**Input data:**

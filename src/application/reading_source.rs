// Reading source seam - how the controller asks for readings
use async_trait::async_trait;
use serde::Deserialize;

use crate::domain::reading::Reading;
use crate::domain::window::Window;

/// Wire variant spoken by the reading source. Selected in configuration,
/// never auto-detected.
#[derive(Debug, Clone, Copy, PartialEq, Eq, Deserialize)]
#[serde(rename_all = "snake_case")]
pub enum Protocol {
    /// `GET /read?period=...`; responses carry no usable unit and every
    /// reading is kept.
    LegacyPeriodOnly,
    /// `GET /read?start_timestamp=...&period=...`; only Celsius readings
    /// are displayed.
    WindowedCelsius,
}

impl Protocol {
    pub fn query_for(self, window: Window) -> ReadingQuery {
        match self {
            Protocol::LegacyPeriodOnly => ReadingQuery::PeriodOnly {
                period_seconds: window.period_seconds,
            },
            Protocol::WindowedCelsius => ReadingQuery::Windowed {
                start_timestamp: window.start_timestamp,
                period_seconds: window.period_seconds,
            },
        }
    }

    /// Unit a reading must carry to be displayed, if this variant filters
    /// at all. Non-matching readings are dropped, not converted.
    pub fn required_unit(self) -> Option<&'static str> {
        match self {
            Protocol::LegacyPeriodOnly => None,
            Protocol::WindowedCelsius => Some("C"),
        }
    }
}

/// Fetch parameters derived from the window, shaped like the two observed
/// query-string layouts.
#[derive(Debug, Clone, Copy, PartialEq, Eq)]
pub enum ReadingQuery {
    PeriodOnly {
        period_seconds: i64,
    },
    Windowed {
        start_timestamp: i64,
        period_seconds: i64,
    },
}

/// The one failure category a source can report. Transport errors, error
/// statuses and undecodable bodies all collapse here; the controller only
/// ever logs it.
#[derive(Debug, thiserror::Error)]
#[error("reading source failure: {0}")]
pub struct SourceError(String);

impl SourceError {
    pub fn new(message: impl Into<String>) -> Self {
        Self(message.into())
    }
}

#[async_trait]
pub trait ReadingSource: Send + Sync {
    /// Fetch the readings matching `query`. Result order is not significant.
    async fn fetch_readings(&self, query: ReadingQuery) -> Result<Vec<Reading>, SourceError>;
}

#[cfg(test)]
mod tests {
    use super::*;

    #[test]
    fn windowed_query_carries_both_fields() {
        let window = Window {
            start_timestamp: 100,
            period_seconds: 3_600,
        };
        assert_eq!(
            Protocol::WindowedCelsius.query_for(window),
            ReadingQuery::Windowed {
                start_timestamp: 100,
                period_seconds: 3_600,
            }
        );
    }

    #[test]
    fn legacy_query_carries_only_the_period() {
        let window = Window {
            start_timestamp: 100,
            period_seconds: 3_600,
        };
        assert_eq!(
            Protocol::LegacyPeriodOnly.query_for(window),
            ReadingQuery::PeriodOnly {
                period_seconds: 3_600,
            }
        );
    }

    #[test]
    fn only_the_windowed_variant_filters_units() {
        assert_eq!(Protocol::WindowedCelsius.required_unit(), Some("C"));
        assert_eq!(Protocol::LegacyPeriodOnly.required_unit(), None);
    }
}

**Goal of the exercise:** The complete set of entries above must be reproduced verbatim.

**Response area:**
filename src/application/reading_source.rs
// Reading source seam - how the controller asks for readings
use async_trait::async_trait;
use serde::Deserialize;

use crate::domain::reading::Reading;
use crate::domain::window::Window;

/// Wire variant spoken by the reading source. Selected in configuration,
/// never auto-detected.
#[derive(Debug, Clone, Copy, PartialEq, Eq, Deserialize)]
#[serde(rename_all = "snake_case")]
pub enum Protocol {
    /// `GET /read?period=...`; responses carry no usable unit and every
    /// reading is kept.
    LegacyPeriodOnly,
    /// `GET /read?start_timestamp=...&period=...`; only Celsius readings
    /// are displayed.
    WindowedCelsius,
}

impl Protocol {
    pub fn query_for(self, window: Window) -> ReadingQuery {
        match self {
            Protocol::LegacyPeriodOnly => ReadingQuery::PeriodOnly {
                period_seconds: window.period_seconds,
            },
            Protocol::WindowedCelsius => ReadingQuery::Windowed {
                start_timestamp: window.start_timestamp,
                period_seconds: window.period_seconds,
            },
        }
    }

    /// Unit a reading must carry to be displayed, if this variant filters
    /// at all. Non-matching readings are dropped, not converted.
    pub fn required_unit(self) -> Option<&'static str> {
        match self {
            Protocol::LegacyPeriodOnly => None,
            Protocol::WindowedCelsius => Some("C"),
        }
    }
}

/// Fetch parameters derived from the window, shaped like the two observed
/// query-string layouts.
#[derive(Debug, Clone, Copy, PartialEq, Eq)]
pub enum ReadingQuery {
    PeriodOnly {
        period_seconds: i64,
    },
    Windowed {
        start_timestamp: i64,
        period_seconds: i64,
    },
}

/// The one failure category a source can report. Transport errors, error
/// statuses and undecodable bodies all collapse here; the controller only
/// ever logs it.
#[derive(Debug, thiserror::Error)]
#[error("reading source failure: {0}")]
pub struct SourceError(String);

impl SourceError {
    pub fn new(message: impl Into<String>) -> Self {
        Self(message.into())
    }
}

#[async_trait]
pub trait ReadingSource: Send + Sync {
    /// Fetch the readings matching `query`. Result order is not significant.
    async fn fetch_readings(&self, query: ReadingQuery) -> Result<Vec<Reading>, SourceError>;
}

#[cfg(test)]
mod tests {
    use super::*;

    #[test]
    fn windowed_query_carries_both_fields() {
        let window = Window {
            start_timestamp: 100,
            period_seconds: 3_600,
        };
        assert_eq!(
            Protocol::WindowedCelsius.query_for(window),
            ReadingQuery::Windowed {
                start_timestamp: 100,
                period_seconds: 3_600,
            }
        );
    }

    #[test]
    fn legacy_query_carries_only_the_period() {
        let window = Window {
            start_timestamp: 100,
            period_seconds: 3_600,
        };
        assert_eq!(
            Protocol::LegacyPeriodOnly.query_for(window),
            ReadingQuery::PeriodOnly {
                period_seconds: 3_600,
            }
        );
    }

    #[test]
    fn only_the_windowed_variant_filters_units() {
        assert_eq!(Protocol::WindowedCelsius.required_unit(), Some("C"));
        assert_eq!(Protocol::LegacyPeriodOnly.required_unit(), None);
    }
}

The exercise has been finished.